The two dispositive questions decided in this appeal and our answers are as follows:

I. Did the family court have jurisdiction to decide Gilliland’s May 31, 1985 motion for enforcement of the family court’s January 23, 1979 divorce decree which required the parties to sell their jointly owned residence, to pay their children’s college expenses, and to divide the remainder equally between themselves? Yes.

II. In this divorce case where the family court has ordered the net proceeds of the sale of a residence to be equally divided between the parties and the dispute is over what debits and credits should be allowed, did the family court abuse its discretion when it failed to credit Bonner and debit Gilliland in the amount of $4,975.99 after Gilliland testified that she should be debited with $4,975.99 and Bonner testified that he should be credited with more than $4,975.99? Yes.

On December 1, 1978 the parties entered into an “Agreement Incident to and in Contemplation of Divorce” (Agreement). It stated in relevant part as follows:

REAL PROPERTY
8. (1) The parties presently own, as tenants by the entireties, real property located at “902 WANAAO ROAD, KAILUA, HAWAII” and it is agreed that the residence shall remain the property of both parties as joint tenants with Wife having the right to the exclusive occupancy and possession of said residence and being responsible for the payment of the first and second mortgages now encumbering the property.
(2) It is agreed that the residential property of the parties shall be sold within a reasonable time after Wife remarries or both children of the parties marry, become self-supporting or reach majority and, after the payment of all encumbrances and expenses, the first EIGHTY THOUSAND DOLLARS ($80,000) of the net proceeds shall be placed in trust to be used to pay for the expenses of the children in college or university, graduate or professional school, including all tuition fees, books, room and board, necessarily incurred by the children at such schools. Any proceeds from the sale of said residence in excess of the EIGHTY THOUSAND DOLLARS ($80,000) placed in trust shall be divided equally between the parties. Upon the completion of the higher education of the children, the balance of the trust shall be divided equally between the parties.

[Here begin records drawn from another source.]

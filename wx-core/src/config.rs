use directories::ProjectDirs;
use serde::{Deserialize, Serialize};
use std::{fmt, fs, path::{Path, PathBuf}, str::FromStr};

use crate::error::{Result, WeatherError};

/// Environment variable holding the OpenWeatherMap API key.
pub const API_KEY_ENV: &str = "OPENWEATHER_API_KEY";

pub const DEFAULT_BASE_URL: &str = "https://api.openweathermap.org";

/// Unit system requested from the provider.
#[derive(Debug, Clone, Copy, PartialEq, Eq, Default, Serialize, Deserialize)]
#[serde(rename_all = "lowercase")]
pub enum Units {
    #[default]
    Metric,
    Imperial,
    Standard,
}

impl Units {
    /// Value of the provider's `units` query parameter.
    pub fn as_str(&self) -> &'static str {
        match self {
            Units::Metric => "metric",
            Units::Imperial => "imperial",
            Units::Standard => "standard",
        }
    }

    pub fn temperature_symbol(&self) -> &'static str {
        match self {
            Units::Metric => "°C",
            Units::Imperial => "°F",
            Units::Standard => "K",
        }
    }

    pub fn speed_symbol(&self) -> &'static str {
        match self {
            Units::Imperial => "mph",
            Units::Metric | Units::Standard => "m/s",
        }
    }
}

impl fmt::Display for Units {
    fn fmt(&self, f: &mut fmt::Formatter<'_>) -> fmt::Result {
        f.write_str(self.as_str())
    }
}

impl FromStr for Units {
    type Err = WeatherError;

    fn from_str(value: &str) -> Result<Self> {
        match value.to_lowercase().as_str() {
            "metric" => Ok(Units::Metric),
            "imperial" => Ok(Units::Imperial),
            "standard" => Ok(Units::Standard),
            _ => Err(WeatherError::usage(format!(
                "Unknown units '{value}'. Supported units: metric, imperial, standard."
            ))),
        }
    }
}

/// Settings read from `config.toml`, then overridden by the environment and CLI flags.
///
/// Example TOML:
/// api_key = "..."
/// units = "imperial"
/// favorites_file = "/home/me/favorites.json"
#[derive(Debug, Clone, Serialize, Deserialize)]
#[serde(default)]
pub struct Config {
    pub api_key: Option<String>,
    pub units: Units,
    pub base_url: String,
    pub favorites_file: Option<PathBuf>,
}

impl Default for Config {
    fn default() -> Self {
        Self {
            api_key: None,
            units: Units::default(),
            base_url: DEFAULT_BASE_URL.to_string(),
            favorites_file: None,
        }
    }
}

impl Config {
    /// Load config from the platform config directory, or defaults if the file doesn't exist yet.
    pub fn load() -> Result<Self> {
        let path = Self::config_file_path()?;
        Self::load_from(&path)
    }

    /// Load config from an explicit path; a missing file yields defaults.
    pub fn load_from(path: &Path) -> Result<Self> {
        if !path.exists() {
            tracing::debug!(path = %path.display(), "no config file, using defaults");
            return Ok(Self::default());
        }

        let contents = fs::read_to_string(path).map_err(|e| {
            WeatherError::config(format!("Failed to read config file {}: {e}", path.display()))
        })?;

        toml::from_str(&contents).map_err(|e| {
            WeatherError::config(format!("Failed to parse config file {}: {e}", path.display()))
        })
    }

    /// Load a config file the user named explicitly; unlike [`Config::load_from`],
    /// a missing file is an error.
    pub fn load_required(path: &Path) -> Result<Self> {
        if !path.is_file() {
            return Err(WeatherError::config(format!(
                "Config file {} does not exist",
                path.display()
            )));
        }
        Self::load_from(path)
    }

    /// Path to the config file.
    pub fn config_file_path() -> Result<PathBuf> {
        Ok(project_dirs()?.config_dir().join("config.toml"))
    }

    /// Apply the value of [`API_KEY_ENV`], if any. Blank values are ignored.
    pub fn with_env_api_key(mut self, value: Option<String>) -> Self {
        if let Some(key) = value.filter(|k| !k.trim().is_empty()) {
            self.api_key = Some(key);
        }
        self
    }

    /// Convenience helper reading [`API_KEY_ENV`] from the process environment.
    pub fn with_process_env(self) -> Self {
        let value = std::env::var(API_KEY_ENV).ok();
        self.with_env_api_key(value)
    }

    /// Returns the API key or a `Config` error when none is configured.
    pub fn require_api_key(&self) -> Result<&str> {
        self.api_key
            .as_deref()
            .map(str::trim)
            .filter(|k| !k.is_empty())
            .ok_or_else(|| {
                WeatherError::config(format!("OpenWeather API key not found; set {API_KEY_ENV}."))
            })
    }

    /// Where favorites live: the configured file, else `favorites.json` in the platform data dir.
    pub fn favorites_path(&self) -> Result<PathBuf> {
        match &self.favorites_file {
            Some(path) => Ok(path.clone()),
            None => Ok(project_dirs()?.data_dir().join("favorites.json")),
        }
    }
}

fn project_dirs() -> Result<ProjectDirs> {
    ProjectDirs::from("dev", "wx", "wx")
        .ok_or_else(|| WeatherError::config("Could not determine platform config directory"))
}
//! Core library for the `wx` CLI.
//!
//! This crate defines:
//! - Configuration (config file, `OPENWEATHER_API_KEY`, units)
//! - The OpenWeatherMap HTTP client behind the `WeatherProvider` trait
//! - Mapping of provider JSON into flat weather records
//! - The on-disk favorites list
//!
//! It is used by `wx-cli`, but can also be reused by other binaries or services.

pub mod config;
pub mod error;
pub mod favorites;
pub mod mapper;
pub mod model;
pub mod provider;

pub use config::{Config, Units};
pub use error::{Result, WeatherError};
pub use favorites::FavoritesStore;
pub use model::{Alert, Endpoint, Forecast, Report, WeatherRecord};
pub use provider::{OpenWeatherClient, WeatherProvider, fetch_report};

The Agreement was approved by the family court and incorporated into its January 23, 1979 “Decree Granting Absolute Divorce and Awarding Child Custody” (Decree of Divorce).

The parties sold the residence for $196,000 by an agreement of sale (A/S) dated June 5, 1979. All proceeds (principal and interest) net of the mortgages and expenses were received by Bonner. He actually received $29,245.24 down, $57,562.51 during the life of the A/S, and $100,459.32 on June 1, 1983 when the A/S was paid in full. In other words, Bonner received a total of $187,267.07 (Fund). There is evidence that Bonner paid taxes on these receipts but no evidence of how much. There is no evidence that Gilliland paid any taxes on these receipts.

Bonner neither placed $80,000 in trust nor distributed the balance, and Gilliland did not require him to do so. Bonner paid Gilliland $22,000 from the Fund in July or August 1979 which she used in the purchase of a residence in California.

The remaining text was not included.